PHOTO MICHAEL DANTAS, ARCHIVES AGENCE FRANCE-PRESSE

Vue de la partie du cimetière Nossa Senhora Aparecida réservée aux morts de la COVID-19, à Manaus

Un problème d’approvisionnement en oxygène médical avait causé des dizaines de morts. Des résidants avaient raconté s’être tournés vers le marché noir pour acquérir des bonbonnes d’oxygène et avoir traité des proches à domicile, pour des soins nécessitant normalement une hospitalisation.

Des spécialistes avaient pourtant spéculé sur une possible immunité de groupe, compte tenu du nombre élevé de personnes infectées l’an dernier.

« Cette immunité de groupe, c’est comme une fantaisie », note Bernardo Honta, qui relève des défauts dans l’analyse de ces chercheurs. Qui plus est, cette croyance d’une protection collective a pu mener à moins de prudence. « Les gens sont allés à la plage, un peu partout, sans prendre de précautions », illustre-t-il.

Inquiétudes pour les proches

Devant les nouvelles alarmantes, les Québécois ayant des proches au Brésil s’inquiètent. Renata Chiaradia a craint le pire lorsqu’elle a appris il y a un mois que son frère de 40 ans, asthmatique, avait contracté la COVID-19. « C’était vraiment épeurant, je me sentais tellement impuissante, raconte au téléphone la femme de 42 ans, habitant à Laval. J’ai aussi appris que le mari d’une amie était mort. Avant, on en entendait parler, mais ce n’était pas proche. Mais là, oui. »

Son frère, qui vit à São Paulo, s’en est remis et n’a pas contaminé leurs parents, avec qui il travaille, un soulagement pour la famille.

PHOTO RICARDO MORAES, REUTERS

Une Brésilienne reçoit un vaccin contre la COVID-19 au planétarium de Rio de Janeiro aménagé en centre de vaccination.

Le pays a commencé sa campagne de vaccination en janvier, un peu plus tard que d’autres pays, parce que le gouvernement brésilien aurait tardé à commander les doses.

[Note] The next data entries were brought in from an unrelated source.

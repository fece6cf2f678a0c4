//! JSON-lines console transport
//!
//! A development adapter that stands in for the real messaging platform:
//! inbound events are read as JSON lines from stdin, outbound deliveries are
//! written as JSON lines to stdout. One event per line.

use crate::gateway::Gateway;
use crate::transport::{
    ChatTransport, InboundEvent, KeyboardHint, MessageRef, PaymentReview, TransportError,
};
use async_trait::async_trait;
use std::io::Write;
use std::sync::Arc;
use tokio::io::{AsyncBufReadExt, BufReader};
use tracing::warn;

/// Transport adapter that prints deliveries to stdout
pub struct ConsoleTransport;

impl ConsoleTransport {
    pub fn new() -> Self {
        Self
    }

    fn emit(&self, frame: serde_json::Value) -> Result<(), TransportError> {
        let line = frame.to_string();
        let stdout = std::io::stdout();
        let mut handle = stdout.lock();
        writeln!(handle, "{}", line).map_err(|e| TransportError::Send(e.to_string()))
    }
}

impl Default for ConsoleTransport {
    fn default() -> Self {
        Self::new()
    }
}

#[async_trait]
impl ChatTransport for ConsoleTransport {
    async fn send_text(
        &self,
        to: i64,
        text: &str,
        keyboard: KeyboardHint,
    ) -> Result<(), TransportError> {
        self.emit(serde_json::json!({
            "event": "send_text",
            "to": to,
            "text": text,
            "keyboard": keyboard,
        }))
    }

    async fn copy_message(&self, message: &MessageRef, to: i64) -> Result<(), TransportError> {
        self.emit(serde_json::json!({
            "event": "copy_message",
            "message": message,
            "to": to,
        }))
    }

    async fn delete_message(&self, message: &MessageRef) -> Result<(), TransportError> {
        self.emit(serde_json::json!({
            "event": "delete_message",
            "message": message,
        }))
    }

    async fn send_payment_review(
        &self,
        admin_id: i64,
        review: &PaymentReview,
    ) -> Result<(), TransportError> {
        self.emit(serde_json::json!({
            "event": "payment_review",
            "to": admin_id,
            "review": review,
        }))
    }
}

/// Feed stdin events through the gateway until stdin closes
pub async fn serve(gateway: Arc<Gateway>) -> anyhow::Result<()> {
    let stdin = BufReader::new(tokio::io::stdin());
    let mut lines = stdin.lines();

    while let Some(line) = lines.next_line().await? {
        let line = line.trim();
        if line.is_empty() {
            continue;
        }

        match serde_json::from_str::<InboundEvent>(line) {
            Ok(event) => gateway.handle_event(event).await,
            Err(err) => warn!("Ignoring malformed event: {}", err),
        }
    }

    Ok(())
}
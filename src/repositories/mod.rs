pub mod transaction_repository;
pub mod user_repository;

// Re-export all repositories for convenient access
pub use transaction_repository::TransactionRepository;
pub use user_repository::UserRepository;
mod helpers;

use anonchat_backend::models::{Gender, TransactionStatus, UserStatus};
use anonchat_backend::transport::{
    AdminDecision, InboundEvent, MenuAction, MessageRef, UserRef,
};
use helpers::*;

fn user_ref(id: i64, name: &str) -> UserRef {
    UserRef {
        id,
        username: Some(format!("user{}", id)),
        full_name: name.to_string(),
    }
}

/// Start → contact → gender walks a new user from onboarding to idle
#[tokio::test]
async fn test_onboarding_flow() {
    let harness = TestHarness::new().await;

    harness
        .gateway
        .handle_event(InboundEvent::Start {
            user: user_ref(1, "Alice"),
        })
        .await;

    let user = harness.db.user_repo.get(1).await.unwrap();
    assert_eq!(user.status, UserStatus::Onboarding);

    harness
        .gateway
        .handle_event(InboundEvent::ContactShared {
            user: user_ref(1, "Alice"),
            phone: "+15550001".to_string(),
        })
        .await;

    harness
        .gateway
        .handle_event(InboundEvent::GenderChosen {
            user: user_ref(1, "Alice"),
            gender: Gender::Female,
        })
        .await;

    let user = harness.db.user_repo.get(1).await.unwrap();
    assert_eq!(user.status, UserStatus::Idle);
    assert_eq!(user.phone.as_deref(), Some("+15550001"));
    assert_eq!(user.gender, Some(Gender::Female));
}

/// A photo outside a chat opens a pending claim and notifies the admin;
/// the admin's approval with an explicit amount credits exactly that
#[tokio::test]
async fn test_payment_claim_and_admin_approval() {
    let harness = TestHarness::new().await;
    create_ready_user(&harness.db, 1, "Alice", Gender::Female).await;

    harness
        .gateway
        .handle_event(InboundEvent::Photo {
            user: user_ref(1, "Alice"),
            message: MessageRef(100),
            photo_ref: "file-abc".to_string(),
            caption: None,
        })
        .await;

    let reviews = harness.transport.reviews.lock().unwrap().clone();
    assert_eq!(reviews.len(), 1);
    let review = &reviews[0];
    assert_eq!(review.user_id, 1);
    assert_eq!(review.proof_ref, "file-abc");

    let pending = harness
        .db
        .transaction_repo
        .get(review.transaction_id)
        .await
        .unwrap();
    assert_eq!(pending.status, TransactionStatus::Pending);
    assert_eq!(pending.amount, harness.config.smallest_package());

    harness
        .gateway
        .handle_event(InboundEvent::AdminDecision {
            admin_id: harness.config.admin_id,
            decision: AdminDecision::Approve {
                transaction_id: review.transaction_id,
                amount: Some(200),
            },
        })
        .await;

    assert_eq!(harness.ledger.balance(1).await.unwrap(), 200);
    let resolved = harness
        .db
        .transaction_repo
        .get(review.transaction_id)
        .await
        .unwrap();
    assert_eq!(resolved.status, TransactionStatus::Approved);
    assert_eq!(resolved.amount, 200);

    // A second approval is reported to the admin and does not credit again
    harness
        .gateway
        .handle_event(InboundEvent::AdminDecision {
            admin_id: harness.config.admin_id,
            decision: AdminDecision::Approve {
                transaction_id: review.transaction_id,
                amount: None,
            },
        })
        .await;
    assert_eq!(harness.ledger.balance(1).await.unwrap(), 200);
    assert!(!harness.transport.texts_to(harness.config.admin_id).is_empty());
}

#[tokio::test]
async fn test_rejected_claim_never_credits() {
    let harness = TestHarness::new().await;
    create_ready_user(&harness.db, 1, "Alice", Gender::Female).await;

    harness
        .gateway
        .handle_event(InboundEvent::Photo {
            user: user_ref(1, "Alice"),
            message: MessageRef(101),
            photo_ref: "file-def".to_string(),
            caption: None,
        })
        .await;

    let transaction_id = harness.transport.reviews.lock().unwrap()[0].transaction_id;

    harness
        .gateway
        .handle_event(InboundEvent::AdminDecision {
            admin_id: harness.config.admin_id,
            decision: AdminDecision::Reject { transaction_id },
        })
        .await;

    assert_eq!(harness.ledger.balance(1).await.unwrap(), 0);
    let resolved = harness.db.transaction_repo.get(transaction_id).await.unwrap();
    assert_eq!(resolved.status, TransactionStatus::Rejected);
}

/// Decisions from anyone but the configured admin are ignored
#[tokio::test]
async fn test_non_admin_decision_is_ignored() {
    let harness = TestHarness::new().await;
    create_ready_user(&harness.db, 1, "Alice", Gender::Female).await;

    let transaction = harness
        .ledger
        .open_transaction(1, 100, "file-xyz")
        .await
        .unwrap();

    harness
        .gateway
        .handle_event(InboundEvent::AdminDecision {
            admin_id: 12345,
            decision: AdminDecision::Approve {
                transaction_id: transaction.id,
                amount: None,
            },
        })
        .await;

    assert_eq!(harness.ledger.balance(1).await.unwrap(), 0);
    let stored = harness.db.transaction_repo.get(transaction.id).await.unwrap();
    assert_eq!(stored.status, TransactionStatus::Pending);
}

/// Suspended users only ever receive the suspension notice
#[tokio::test]
async fn test_suspension_gate_blocks_actions() {
    let harness = TestHarness::new().await;
    create_ready_user(&harness.db, 1, "Alice", Gender::Female).await;

    let future = chrono::Utc::now().naive_utc() + chrono::Duration::hours(2);
    harness
        .db
        .user_repo
        .set_suspension(1, Some(future))
        .await
        .unwrap();

    harness
        .gateway
        .handle_event(InboundEvent::Menu {
            user: user_ref(1, "Alice"),
            action: MenuAction::Search,
        })
        .await;

    // The search never ran
    let user = harness.db.user_repo.get(1).await.unwrap();
    assert_eq!(user.status, UserStatus::Idle);

    let texts = harness.transport.texts_to(1);
    assert_eq!(texts.len(), 1);
    assert!(texts[0].contains("suspended"));
}

/// A full search-chat-end cycle through events keeps both users informed
#[tokio::test]
async fn test_search_and_end_chat_through_events() {
    let harness = TestHarness::new().await;
    create_ready_user(&harness.db, 1, "Alice", Gender::Female).await;
    create_ready_user(&harness.db, 2, "Bob", Gender::Male).await;

    harness
        .gateway
        .handle_event(InboundEvent::Menu {
            user: user_ref(1, "Alice"),
            action: MenuAction::Search,
        })
        .await;
    harness
        .gateway
        .handle_event(InboundEvent::Menu {
            user: user_ref(2, "Bob"),
            action: MenuAction::Search,
        })
        .await;

    assert_pairing_invariant(&harness.db).await;
    assert_eq!(
        harness.db.user_repo.get(1).await.unwrap().status,
        UserStatus::Chatting
    );

    // Both sides were told a partner was found
    assert!(harness
        .transport
        .texts_to(1)
        .iter()
        .any(|t| t.contains("Partner found")));
    assert!(harness
        .transport
        .texts_to(2)
        .iter()
        .any(|t| t.contains("Partner found")));

    // A text while chatting is relayed to the partner
    harness
        .gateway
        .handle_event(InboundEvent::Text {
            user: user_ref(1, "Alice"),
            message: MessageRef(200),
            text: "hi!".to_string(),
        })
        .await;
    assert_eq!(harness.transport.copies_to(2), vec![200]);

    harness
        .gateway
        .handle_event(InboundEvent::Menu {
            user: user_ref(2, "Bob"),
            action: MenuAction::EndChat,
        })
        .await;

    let a = harness.db.user_repo.get(1).await.unwrap();
    let b = harness.db.user_repo.get(2).await.unwrap();
    assert_eq!(a.status, UserStatus::Idle);
    assert_eq!(b.status, UserStatus::Idle);
    assert!(harness
        .transport
        .texts_to(1)
        .iter()
        .any(|t| t.contains("ended the conversation")));
}

/// Plain text outside a chat gets the generic fallback
#[tokio::test]
async fn test_idle_text_gets_fallback_reply() {
    let harness = TestHarness::new().await;
    create_ready_user(&harness.db, 1, "Alice", Gender::Female).await;

    harness
        .gateway
        .handle_event(InboundEvent::Text {
            user: user_ref(1, "Alice"),
            message: MessageRef(300),
            text: "hello?".to_string(),
        })
        .await;

    let texts = harness.transport.texts_to(1);
    assert_eq!(texts.len(), 1);
    assert!(texts[0].contains("menu buttons"));
}

/// The leaderboard lists users by experience
#[tokio::test]
async fn test_leaderboard_orders_by_experience() {
    let harness = TestHarness::new().await;
    create_ready_user(&harness.db, 1, "Alice", Gender::Female).await;
    create_ready_user(&harness.db, 2, "Bob", Gender::Male).await;
    harness.db.user_repo.add_xp(2, 5).await.unwrap();

    harness
        .gateway
        .handle_event(InboundEvent::Menu {
            user: user_ref(1, "Alice"),
            action: MenuAction::Leaderboard,
        })
        .await;

    let texts = harness.transport.texts_to(1);
    assert_eq!(texts.len(), 1);
    let bob_pos = texts[0].find("Bob").unwrap();
    let alice_pos = texts[0].find("Alice").unwrap();
    assert!(bob_pos < alice_pos, "Higher-xp user should be listed first");
}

Plus de 14 millions de vaccins ont été administrés.

Les parents septuagénaires de Maria Julia Guimarães ont reçu leur première dose. « Je parle régulièrement à mes proches, c’est très inquiétant », dit la femme de 46 ans installée au Québec depuis 11 ans et présidente du Centre d’intégration Brésil-Québec.

Elle est préoccupée par la COVID-19, mais aussi par la situation générale : les examens médicaux de sa mère, qui a des ennuis de santé, ont été reportés, compte tenu de la surcharge dans les hôpitaux. « J’aimerais que les gens là-bas croient aux mesures », souligne-t-elle.

La désinformation est aussi vue comme un facteur important du problème au Brésil.

« Nous sommes contaminés par une autre épidémie : les fausses informations », dit en soupirant Alexandre Kalache.